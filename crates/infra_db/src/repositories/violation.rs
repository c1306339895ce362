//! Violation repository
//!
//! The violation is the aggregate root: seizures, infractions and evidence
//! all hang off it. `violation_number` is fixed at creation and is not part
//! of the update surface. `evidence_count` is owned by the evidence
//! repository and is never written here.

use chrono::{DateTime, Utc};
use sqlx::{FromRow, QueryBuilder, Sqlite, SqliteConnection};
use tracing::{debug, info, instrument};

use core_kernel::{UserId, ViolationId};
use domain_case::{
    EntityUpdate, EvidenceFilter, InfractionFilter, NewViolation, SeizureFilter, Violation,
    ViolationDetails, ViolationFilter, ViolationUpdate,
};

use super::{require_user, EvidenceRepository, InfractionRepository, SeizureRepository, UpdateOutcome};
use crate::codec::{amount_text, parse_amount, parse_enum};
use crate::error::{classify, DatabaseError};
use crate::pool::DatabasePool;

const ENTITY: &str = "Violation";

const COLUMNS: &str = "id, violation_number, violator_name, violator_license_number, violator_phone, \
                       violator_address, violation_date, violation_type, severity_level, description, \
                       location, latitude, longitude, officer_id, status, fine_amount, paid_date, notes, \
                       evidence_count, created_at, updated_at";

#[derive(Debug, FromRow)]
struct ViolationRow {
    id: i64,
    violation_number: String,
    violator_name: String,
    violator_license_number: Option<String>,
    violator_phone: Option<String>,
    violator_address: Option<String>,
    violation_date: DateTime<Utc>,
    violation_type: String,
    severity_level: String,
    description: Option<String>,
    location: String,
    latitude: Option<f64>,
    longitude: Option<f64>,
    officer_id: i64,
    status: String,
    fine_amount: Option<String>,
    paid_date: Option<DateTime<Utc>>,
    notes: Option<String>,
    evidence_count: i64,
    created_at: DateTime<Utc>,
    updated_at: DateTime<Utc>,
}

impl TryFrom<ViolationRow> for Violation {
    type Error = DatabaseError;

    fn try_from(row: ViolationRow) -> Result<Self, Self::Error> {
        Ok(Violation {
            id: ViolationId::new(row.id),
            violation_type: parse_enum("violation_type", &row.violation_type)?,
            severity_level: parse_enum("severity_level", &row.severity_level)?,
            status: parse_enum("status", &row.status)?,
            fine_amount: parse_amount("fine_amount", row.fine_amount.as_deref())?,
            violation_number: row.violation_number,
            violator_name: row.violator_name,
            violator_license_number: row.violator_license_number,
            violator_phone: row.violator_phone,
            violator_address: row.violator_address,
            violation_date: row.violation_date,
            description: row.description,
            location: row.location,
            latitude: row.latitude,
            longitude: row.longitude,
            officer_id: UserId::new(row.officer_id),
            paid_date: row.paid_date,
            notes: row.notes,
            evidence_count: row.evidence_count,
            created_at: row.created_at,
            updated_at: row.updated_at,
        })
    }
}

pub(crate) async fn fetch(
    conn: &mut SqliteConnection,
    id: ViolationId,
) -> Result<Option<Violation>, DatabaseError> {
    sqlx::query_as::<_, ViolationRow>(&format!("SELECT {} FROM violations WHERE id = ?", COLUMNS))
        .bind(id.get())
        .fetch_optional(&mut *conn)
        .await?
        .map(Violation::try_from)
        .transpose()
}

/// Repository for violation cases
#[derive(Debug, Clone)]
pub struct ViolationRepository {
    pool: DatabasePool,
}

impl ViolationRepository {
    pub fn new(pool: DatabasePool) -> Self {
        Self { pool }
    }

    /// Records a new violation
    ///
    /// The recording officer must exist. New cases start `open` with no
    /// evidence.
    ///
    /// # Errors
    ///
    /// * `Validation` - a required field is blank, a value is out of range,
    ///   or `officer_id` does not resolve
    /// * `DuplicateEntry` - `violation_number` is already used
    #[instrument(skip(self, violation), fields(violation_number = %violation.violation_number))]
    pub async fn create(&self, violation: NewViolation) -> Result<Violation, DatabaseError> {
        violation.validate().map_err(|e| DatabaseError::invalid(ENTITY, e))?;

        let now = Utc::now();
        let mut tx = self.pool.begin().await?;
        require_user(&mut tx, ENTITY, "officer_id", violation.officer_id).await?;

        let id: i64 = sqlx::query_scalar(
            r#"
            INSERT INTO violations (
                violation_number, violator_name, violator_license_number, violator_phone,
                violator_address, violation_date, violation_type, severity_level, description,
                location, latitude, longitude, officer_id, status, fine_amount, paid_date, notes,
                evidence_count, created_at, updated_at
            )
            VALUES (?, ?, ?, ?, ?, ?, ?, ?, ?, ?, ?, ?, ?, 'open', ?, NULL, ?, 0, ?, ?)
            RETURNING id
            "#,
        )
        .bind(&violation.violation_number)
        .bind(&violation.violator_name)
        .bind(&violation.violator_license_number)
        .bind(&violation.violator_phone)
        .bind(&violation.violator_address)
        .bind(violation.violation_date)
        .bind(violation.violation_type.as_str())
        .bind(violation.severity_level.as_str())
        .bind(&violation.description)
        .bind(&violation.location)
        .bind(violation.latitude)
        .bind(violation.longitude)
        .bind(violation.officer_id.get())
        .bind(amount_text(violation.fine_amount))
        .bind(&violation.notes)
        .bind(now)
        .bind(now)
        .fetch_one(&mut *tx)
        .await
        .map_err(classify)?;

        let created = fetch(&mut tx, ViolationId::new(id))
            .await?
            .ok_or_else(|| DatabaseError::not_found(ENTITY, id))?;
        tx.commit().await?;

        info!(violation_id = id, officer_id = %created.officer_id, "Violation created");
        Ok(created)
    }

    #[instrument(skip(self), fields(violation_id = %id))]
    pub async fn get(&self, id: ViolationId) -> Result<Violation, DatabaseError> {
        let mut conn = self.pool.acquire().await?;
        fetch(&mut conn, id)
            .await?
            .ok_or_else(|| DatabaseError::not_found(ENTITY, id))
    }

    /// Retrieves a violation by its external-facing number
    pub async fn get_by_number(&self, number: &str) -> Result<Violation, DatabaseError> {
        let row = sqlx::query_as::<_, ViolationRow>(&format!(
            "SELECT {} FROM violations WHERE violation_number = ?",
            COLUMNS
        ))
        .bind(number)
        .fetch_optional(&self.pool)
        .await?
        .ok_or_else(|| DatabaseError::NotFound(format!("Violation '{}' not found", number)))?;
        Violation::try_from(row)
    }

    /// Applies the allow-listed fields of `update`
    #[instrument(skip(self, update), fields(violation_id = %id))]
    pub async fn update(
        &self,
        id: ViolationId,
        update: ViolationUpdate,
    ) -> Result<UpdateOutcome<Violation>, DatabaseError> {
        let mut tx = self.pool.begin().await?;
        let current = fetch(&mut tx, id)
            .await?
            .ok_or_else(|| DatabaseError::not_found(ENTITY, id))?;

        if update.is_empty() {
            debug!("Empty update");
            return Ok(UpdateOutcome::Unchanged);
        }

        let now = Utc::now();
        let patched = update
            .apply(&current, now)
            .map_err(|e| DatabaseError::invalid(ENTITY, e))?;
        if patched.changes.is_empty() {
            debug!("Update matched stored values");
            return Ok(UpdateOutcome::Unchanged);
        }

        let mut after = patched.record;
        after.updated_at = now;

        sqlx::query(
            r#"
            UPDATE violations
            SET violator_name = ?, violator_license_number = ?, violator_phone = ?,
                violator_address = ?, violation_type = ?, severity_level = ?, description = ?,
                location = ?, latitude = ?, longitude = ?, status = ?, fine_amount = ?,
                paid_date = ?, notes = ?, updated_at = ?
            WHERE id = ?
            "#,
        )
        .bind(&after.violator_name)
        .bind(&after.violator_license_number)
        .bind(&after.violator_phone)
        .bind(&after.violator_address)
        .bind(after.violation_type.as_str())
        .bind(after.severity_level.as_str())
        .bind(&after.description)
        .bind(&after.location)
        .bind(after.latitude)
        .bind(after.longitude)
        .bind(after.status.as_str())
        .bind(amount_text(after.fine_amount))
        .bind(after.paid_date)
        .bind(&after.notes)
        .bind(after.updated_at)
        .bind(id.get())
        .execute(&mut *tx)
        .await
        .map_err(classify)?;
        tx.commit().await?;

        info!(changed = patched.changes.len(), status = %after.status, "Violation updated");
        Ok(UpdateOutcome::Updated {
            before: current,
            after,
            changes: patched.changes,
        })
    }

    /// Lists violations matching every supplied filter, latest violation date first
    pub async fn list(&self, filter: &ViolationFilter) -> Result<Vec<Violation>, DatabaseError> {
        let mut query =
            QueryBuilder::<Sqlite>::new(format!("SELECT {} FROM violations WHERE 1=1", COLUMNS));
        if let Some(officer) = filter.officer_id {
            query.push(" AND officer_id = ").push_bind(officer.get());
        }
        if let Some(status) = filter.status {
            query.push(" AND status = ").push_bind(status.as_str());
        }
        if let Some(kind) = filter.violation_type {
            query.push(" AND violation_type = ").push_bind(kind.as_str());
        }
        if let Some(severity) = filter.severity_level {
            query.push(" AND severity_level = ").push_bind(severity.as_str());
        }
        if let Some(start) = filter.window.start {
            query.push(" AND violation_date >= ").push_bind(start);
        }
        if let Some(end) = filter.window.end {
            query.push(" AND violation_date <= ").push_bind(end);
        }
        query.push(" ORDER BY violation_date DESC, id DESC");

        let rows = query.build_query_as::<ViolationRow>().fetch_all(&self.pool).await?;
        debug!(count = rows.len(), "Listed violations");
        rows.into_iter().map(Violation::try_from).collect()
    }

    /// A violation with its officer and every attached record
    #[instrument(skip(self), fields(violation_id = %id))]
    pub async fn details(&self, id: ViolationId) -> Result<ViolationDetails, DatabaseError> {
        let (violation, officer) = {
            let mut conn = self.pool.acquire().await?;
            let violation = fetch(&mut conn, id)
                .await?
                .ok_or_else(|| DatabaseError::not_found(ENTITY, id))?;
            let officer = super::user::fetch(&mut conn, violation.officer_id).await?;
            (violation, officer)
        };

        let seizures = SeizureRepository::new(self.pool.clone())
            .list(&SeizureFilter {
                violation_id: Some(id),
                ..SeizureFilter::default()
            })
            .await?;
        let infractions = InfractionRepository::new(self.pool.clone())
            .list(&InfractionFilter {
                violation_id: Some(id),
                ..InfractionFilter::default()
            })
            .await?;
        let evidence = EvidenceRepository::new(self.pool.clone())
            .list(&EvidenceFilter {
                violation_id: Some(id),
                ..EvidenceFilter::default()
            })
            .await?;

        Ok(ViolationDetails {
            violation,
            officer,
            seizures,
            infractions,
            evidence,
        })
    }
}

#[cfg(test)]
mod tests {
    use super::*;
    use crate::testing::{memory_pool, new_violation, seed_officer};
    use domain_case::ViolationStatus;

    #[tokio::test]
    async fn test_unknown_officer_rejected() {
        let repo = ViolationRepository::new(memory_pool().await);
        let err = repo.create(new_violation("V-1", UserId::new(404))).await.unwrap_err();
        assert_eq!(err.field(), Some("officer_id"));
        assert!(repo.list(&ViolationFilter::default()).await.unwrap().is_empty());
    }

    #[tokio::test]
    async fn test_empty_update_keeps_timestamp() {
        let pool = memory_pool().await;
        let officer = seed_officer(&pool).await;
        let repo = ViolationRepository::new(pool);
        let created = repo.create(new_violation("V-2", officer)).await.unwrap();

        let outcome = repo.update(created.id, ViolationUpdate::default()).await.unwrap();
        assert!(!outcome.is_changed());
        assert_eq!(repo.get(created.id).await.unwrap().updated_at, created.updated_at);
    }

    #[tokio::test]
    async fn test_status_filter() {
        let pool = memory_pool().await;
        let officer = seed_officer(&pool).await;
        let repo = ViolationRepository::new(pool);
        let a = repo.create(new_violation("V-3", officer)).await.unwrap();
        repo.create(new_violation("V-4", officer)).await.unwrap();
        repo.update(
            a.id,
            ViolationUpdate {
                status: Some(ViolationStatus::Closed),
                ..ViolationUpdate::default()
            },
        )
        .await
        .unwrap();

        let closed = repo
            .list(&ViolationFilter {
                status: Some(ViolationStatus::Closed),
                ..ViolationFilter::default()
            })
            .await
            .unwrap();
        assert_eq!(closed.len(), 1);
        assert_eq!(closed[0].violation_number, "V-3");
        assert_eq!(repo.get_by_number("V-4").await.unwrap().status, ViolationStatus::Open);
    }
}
· · · · ·
## [EXERCISE DETAILS]
The answer must hold only the lines from the first line of the data through the line bearing "const ENTITY: &str", returned exactly.

## [EXPECTED OUTPUT]
filename crates/infra_db/src/repositories/violation.rs
repository c1306339895ce362
//! Violation repository
//!
//! The violation is the aggregate root: seizures, infractions and evidence
//! all hang off it. `violation_number` is fixed at creation and is not part
//! of the update surface. `evidence_count` is owned by the evidence
//! repository and is never written here.

use chrono::{DateTime, Utc};
use sqlx::{FromRow, QueryBuilder, Sqlite, SqliteConnection};
use tracing::{debug, info, instrument};

use core_kernel::{UserId, ViolationId};
use domain_case::{
    EntityUpdate, EvidenceFilter, InfractionFilter, NewViolation, SeizureFilter, Violation,
    ViolationDetails, ViolationFilter, ViolationUpdate,
};

use super::{require_user, EvidenceRepository, InfractionRepository, SeizureRepository, UpdateOutcome};
use crate::codec::{amount_text, parse_amount, parse_enum};
use crate::error::{classify, DatabaseError};
use crate::pool::DatabasePool;

const ENTITY: &str = "Violation";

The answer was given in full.